## WHAT YOU HAVE TO DO
Please transcribe the following records in full, exactly as given.

## DATA EXCERPTS

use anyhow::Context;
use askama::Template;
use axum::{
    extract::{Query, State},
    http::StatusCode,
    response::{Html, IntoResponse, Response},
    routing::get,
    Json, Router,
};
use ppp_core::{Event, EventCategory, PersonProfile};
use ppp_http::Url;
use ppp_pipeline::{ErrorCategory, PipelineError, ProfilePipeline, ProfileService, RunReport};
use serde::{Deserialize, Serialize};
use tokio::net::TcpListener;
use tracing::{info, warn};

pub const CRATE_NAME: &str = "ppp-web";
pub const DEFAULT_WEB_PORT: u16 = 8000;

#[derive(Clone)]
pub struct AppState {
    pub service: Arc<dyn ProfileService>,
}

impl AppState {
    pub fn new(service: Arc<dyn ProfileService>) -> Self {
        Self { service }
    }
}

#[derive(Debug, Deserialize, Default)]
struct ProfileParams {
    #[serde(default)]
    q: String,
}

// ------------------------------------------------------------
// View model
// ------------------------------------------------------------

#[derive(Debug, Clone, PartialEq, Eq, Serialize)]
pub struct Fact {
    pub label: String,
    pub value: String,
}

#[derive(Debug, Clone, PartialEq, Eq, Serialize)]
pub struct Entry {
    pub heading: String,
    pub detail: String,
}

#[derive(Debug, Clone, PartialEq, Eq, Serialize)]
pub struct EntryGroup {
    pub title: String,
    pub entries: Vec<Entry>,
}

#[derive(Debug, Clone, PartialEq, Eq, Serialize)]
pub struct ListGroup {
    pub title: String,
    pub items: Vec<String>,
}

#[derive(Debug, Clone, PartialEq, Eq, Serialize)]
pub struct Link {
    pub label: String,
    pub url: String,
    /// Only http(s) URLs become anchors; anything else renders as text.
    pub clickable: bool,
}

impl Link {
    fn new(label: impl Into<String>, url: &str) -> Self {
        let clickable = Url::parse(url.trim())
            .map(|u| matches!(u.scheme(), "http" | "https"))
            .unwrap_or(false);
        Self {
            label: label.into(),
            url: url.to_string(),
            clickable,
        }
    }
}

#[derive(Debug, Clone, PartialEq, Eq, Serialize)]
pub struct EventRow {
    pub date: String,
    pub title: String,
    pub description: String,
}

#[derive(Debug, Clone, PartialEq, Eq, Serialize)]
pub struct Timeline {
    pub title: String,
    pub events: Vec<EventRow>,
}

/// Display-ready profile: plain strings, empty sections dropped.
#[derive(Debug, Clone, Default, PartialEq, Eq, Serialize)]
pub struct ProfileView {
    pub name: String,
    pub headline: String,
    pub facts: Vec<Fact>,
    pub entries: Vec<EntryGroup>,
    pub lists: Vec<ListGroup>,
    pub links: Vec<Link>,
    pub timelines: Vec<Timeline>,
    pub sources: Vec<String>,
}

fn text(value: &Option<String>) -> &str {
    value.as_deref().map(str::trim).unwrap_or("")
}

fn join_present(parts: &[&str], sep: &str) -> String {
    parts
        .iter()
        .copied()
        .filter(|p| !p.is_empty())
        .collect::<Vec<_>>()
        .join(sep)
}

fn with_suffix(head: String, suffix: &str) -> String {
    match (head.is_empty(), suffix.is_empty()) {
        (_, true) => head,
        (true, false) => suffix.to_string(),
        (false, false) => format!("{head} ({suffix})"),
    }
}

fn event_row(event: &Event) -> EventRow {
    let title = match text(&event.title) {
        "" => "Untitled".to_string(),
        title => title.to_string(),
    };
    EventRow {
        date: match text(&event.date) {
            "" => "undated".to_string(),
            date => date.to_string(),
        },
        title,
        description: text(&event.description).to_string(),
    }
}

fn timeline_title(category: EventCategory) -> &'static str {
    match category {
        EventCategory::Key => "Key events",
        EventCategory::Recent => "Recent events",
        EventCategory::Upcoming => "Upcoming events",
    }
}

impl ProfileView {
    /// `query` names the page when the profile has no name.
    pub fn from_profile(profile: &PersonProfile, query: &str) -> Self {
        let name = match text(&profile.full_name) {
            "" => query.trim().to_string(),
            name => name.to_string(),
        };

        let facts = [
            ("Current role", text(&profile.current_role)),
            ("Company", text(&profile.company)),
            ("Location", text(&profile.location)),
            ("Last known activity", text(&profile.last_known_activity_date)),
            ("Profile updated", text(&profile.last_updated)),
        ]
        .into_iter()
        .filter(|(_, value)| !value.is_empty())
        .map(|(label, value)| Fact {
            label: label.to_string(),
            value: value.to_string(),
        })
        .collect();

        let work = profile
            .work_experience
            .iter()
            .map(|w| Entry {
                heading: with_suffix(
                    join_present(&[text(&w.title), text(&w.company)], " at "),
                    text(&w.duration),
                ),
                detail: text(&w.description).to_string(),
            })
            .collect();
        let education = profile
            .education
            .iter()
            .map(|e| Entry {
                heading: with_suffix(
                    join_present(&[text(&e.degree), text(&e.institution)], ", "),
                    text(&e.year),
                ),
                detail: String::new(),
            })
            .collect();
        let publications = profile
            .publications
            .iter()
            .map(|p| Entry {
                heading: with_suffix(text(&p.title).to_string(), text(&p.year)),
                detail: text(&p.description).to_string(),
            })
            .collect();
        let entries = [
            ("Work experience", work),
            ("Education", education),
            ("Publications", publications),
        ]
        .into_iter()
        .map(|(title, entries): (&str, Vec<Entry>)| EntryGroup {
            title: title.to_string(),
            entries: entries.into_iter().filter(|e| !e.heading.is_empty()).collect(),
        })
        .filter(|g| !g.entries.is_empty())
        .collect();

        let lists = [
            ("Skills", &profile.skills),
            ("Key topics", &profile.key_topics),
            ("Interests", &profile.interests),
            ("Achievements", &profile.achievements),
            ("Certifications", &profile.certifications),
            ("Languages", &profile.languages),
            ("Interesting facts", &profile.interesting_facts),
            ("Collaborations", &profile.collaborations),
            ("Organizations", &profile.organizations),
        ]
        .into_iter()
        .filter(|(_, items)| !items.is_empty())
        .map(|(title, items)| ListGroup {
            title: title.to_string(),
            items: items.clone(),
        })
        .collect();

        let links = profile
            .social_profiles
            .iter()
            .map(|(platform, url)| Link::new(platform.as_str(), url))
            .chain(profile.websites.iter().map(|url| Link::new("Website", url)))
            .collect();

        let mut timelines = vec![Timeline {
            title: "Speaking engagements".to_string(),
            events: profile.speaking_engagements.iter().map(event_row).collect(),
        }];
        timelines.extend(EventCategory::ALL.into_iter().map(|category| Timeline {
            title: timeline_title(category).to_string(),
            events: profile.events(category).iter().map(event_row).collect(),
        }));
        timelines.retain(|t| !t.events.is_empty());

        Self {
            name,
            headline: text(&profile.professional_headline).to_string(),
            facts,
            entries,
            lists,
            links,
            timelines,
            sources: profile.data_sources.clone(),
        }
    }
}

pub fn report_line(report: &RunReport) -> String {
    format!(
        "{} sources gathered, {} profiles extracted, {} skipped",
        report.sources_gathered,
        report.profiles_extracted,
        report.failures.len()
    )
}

## EXPECTED ANSWER
use anyhow::Context;
use askama::Template;
use axum::{
    extract::{Query, State},
    http::StatusCode,
    response::{Html, IntoResponse, Response},
    routing::get,
    Json, Router,
};
use ppp_core::{Event, EventCategory, PersonProfile};
use ppp_http::Url;
use ppp_pipeline::{ErrorCategory, PipelineError, ProfilePipeline, ProfileService, RunReport};
use serde::{Deserialize, Serialize};
use tokio::net::TcpListener;
use tracing::{info, warn};

pub const CRATE_NAME: &str = "ppp-web";
pub const DEFAULT_WEB_PORT: u16 = 8000;

#[derive(Clone)]
pub struct AppState {
    pub service: Arc<dyn ProfileService>,
}

impl AppState {
    pub fn new(service: Arc<dyn ProfileService>) -> Self {
        Self { service }
    }
}

#[derive(Debug, Deserialize, Default)]
struct ProfileParams {
    #[serde(default)]
    q: String,
}

// ------------------------------------------------------------
// View model
// ------------------------------------------------------------

#[derive(Debug, Clone, PartialEq, Eq, Serialize)]
pub struct Fact {
    pub label: String,
    pub value: String,
}

#[derive(Debug, Clone, PartialEq, Eq, Serialize)]
pub struct Entry {
    pub heading: String,
    pub detail: String,
}

#[derive(Debug, Clone, PartialEq, Eq, Serialize)]
pub struct EntryGroup {
    pub title: String,
    pub entries: Vec<Entry>,
}

#[derive(Debug, Clone, PartialEq, Eq, Serialize)]
pub struct ListGroup {
    pub title: String,
    pub items: Vec<String>,
}

#[derive(Debug, Clone, PartialEq, Eq, Serialize)]
pub struct Link {
    pub label: String,
    pub url: String,
    /// Only http(s) URLs become anchors; anything else renders as text.
    pub clickable: bool,
}

impl Link {
    fn new(label: impl Into<String>, url: &str) -> Self {
        let clickable = Url::parse(url.trim())
            .map(|u| matches!(u.scheme(), "http" | "https"))
            .unwrap_or(false);
        Self {
            label: label.into(),
            url: url.to_string(),
            clickable,
        }
    }
}

#[derive(Debug, Clone, PartialEq, Eq, Serialize)]
pub struct EventRow {
    pub date: String,
    pub title: String,
    pub description: String,
}

#[derive(Debug, Clone, PartialEq, Eq, Serialize)]
pub struct Timeline {
    pub title: String,
    pub events: Vec<EventRow>,
}

/// Display-ready profile: plain strings, empty sections dropped.
#[derive(Debug, Clone, Default, PartialEq, Eq, Serialize)]
pub struct ProfileView {
    pub name: String,
    pub headline: String,
    pub facts: Vec<Fact>,
    pub entries: Vec<EntryGroup>,
    pub lists: Vec<ListGroup>,
    pub links: Vec<Link>,
    pub timelines: Vec<Timeline>,
    pub sources: Vec<String>,
}

fn text(value: &Option<String>) -> &str {
    value.as_deref().map(str::trim).unwrap_or("")
}

fn join_present(parts: &[&str], sep: &str) -> String {
    parts
        .iter()
        .copied()
        .filter(|p| !p.is_empty())
        .collect::<Vec<_>>()
        .join(sep)
}

fn with_suffix(head: String, suffix: &str) -> String {
    match (head.is_empty(), suffix.is_empty()) {
        (_, true) => head,
        (true, false) => suffix.to_string(),
        (false, false) => format!("{head} ({suffix})"),
    }
}

fn event_row(event: &Event) -> EventRow {
    let title = match text(&event.title) {
        "" => "Untitled".to_string(),
        title => title.to_string(),
    };
    EventRow {
        date: match text(&event.date) {
            "" => "undated".to_string(),
            date => date.to_string(),
        },
        title,
        description: text(&event.description).to_string(),
    }
}

fn timeline_title(category: EventCategory) -> &'static str {
    match category {
        EventCategory::Key => "Key events",
        EventCategory::Recent => "Recent events",
        EventCategory::Upcoming => "Upcoming events",
    }
}

impl ProfileView {
    /// `query` names the page when the profile has no name.
    pub fn from_profile(profile: &PersonProfile, query: &str) -> Self {
        let name = match text(&profile.full_name) {
            "" => query.trim().to_string(),
            name => name.to_string(),
        };

        let facts = [
            ("Current role", text(&profile.current_role)),
            ("Company", text(&profile.company)),
            ("Location", text(&profile.location)),
            ("Last known activity", text(&profile.last_known_activity_date)),
            ("Profile updated", text(&profile.last_updated)),
        ]
        .into_iter()
        .filter(|(_, value)| !value.is_empty())
        .map(|(label, value)| Fact {
            label: label.to_string(),
            value: value.to_string(),
        })
        .collect();

        let work = profile
            .work_experience
            .iter()
            .map(|w| Entry {
                heading: with_suffix(
                    join_present(&[text(&w.title), text(&w.company)], " at "),
                    text(&w.duration),
                ),
                detail: text(&w.description).to_string(),
            })
            .collect();
        let education = profile
            .education
            .iter()
            .map(|e| Entry {
                heading: with_suffix(
                    join_present(&[text(&e.degree), text(&e.institution)], ", "),
                    text(&e.year),
                ),
                detail: String::new(),
            })
            .collect();
        let publications = profile
            .publications
            .iter()
            .map(|p| Entry {
                heading: with_suffix(text(&p.title).to_string(), text(&p.year)),
                detail: text(&p.description).to_string(),
            })
            .collect();
        let entries = [
            ("Work experience", work),
            ("Education", education),
            ("Publications", publications),
        ]
        .into_iter()
        .map(|(title, entries): (&str, Vec<Entry>)| EntryGroup {
            title: title.to_string(),
            entries: entries.into_iter().filter(|e| !e.heading.is_empty()).collect(),
        })
        .filter(|g| !g.entries.is_empty())
        .collect();

        let lists = [
            ("Skills", &profile.skills),
            ("Key topics", &profile.key_topics),
            ("Interests", &profile.interests),
            ("Achievements", &profile.achievements),
            ("Certifications", &profile.certifications),
            ("Languages", &profile.languages),
            ("Interesting facts", &profile.interesting_facts),
            ("Collaborations", &profile.collaborations),
            ("Organizations", &profile.organizations),
        ]
        .into_iter()
        .filter(|(_, items)| !items.is_empty())
        .map(|(title, items)| ListGroup {
            title: title.to_string(),
            items: items.clone(),
        })
        .collect();

        let links = profile
            .social_profiles
            .iter()
            .map(|(platform, url)| Link::new(platform.as_str(), url))
            .chain(profile.websites.iter().map(|url| Link::new("Website", url)))
            .collect();

        let mut timelines = vec![Timeline {
            title: "Speaking engagements".to_string(),
            events: profile.speaking_engagements.iter().map(event_row).collect(),
        }];
        timelines.extend(EventCategory::ALL.into_iter().map(|category| Timeline {
            title: timeline_title(category).to_string(),
            events: profile.events(category).iter().map(event_row).collect(),
        }));
        timelines.retain(|t| !t.events.is_empty());

        Self {
            name,
            headline: text(&profile.professional_headline).to_string(),
            facts,
            entries,
            lists,
            links,
            timelines,
            sources: profile.data_sources.clone(),
        }
    }
}

pub fn report_line(report: &RunReport) -> String {
    format!(
        "{} sources gathered, {} profiles extracted, {} skipped",
        report.sources_gathered,
        report.profiles_extracted,
        report.failures.len()
    )
}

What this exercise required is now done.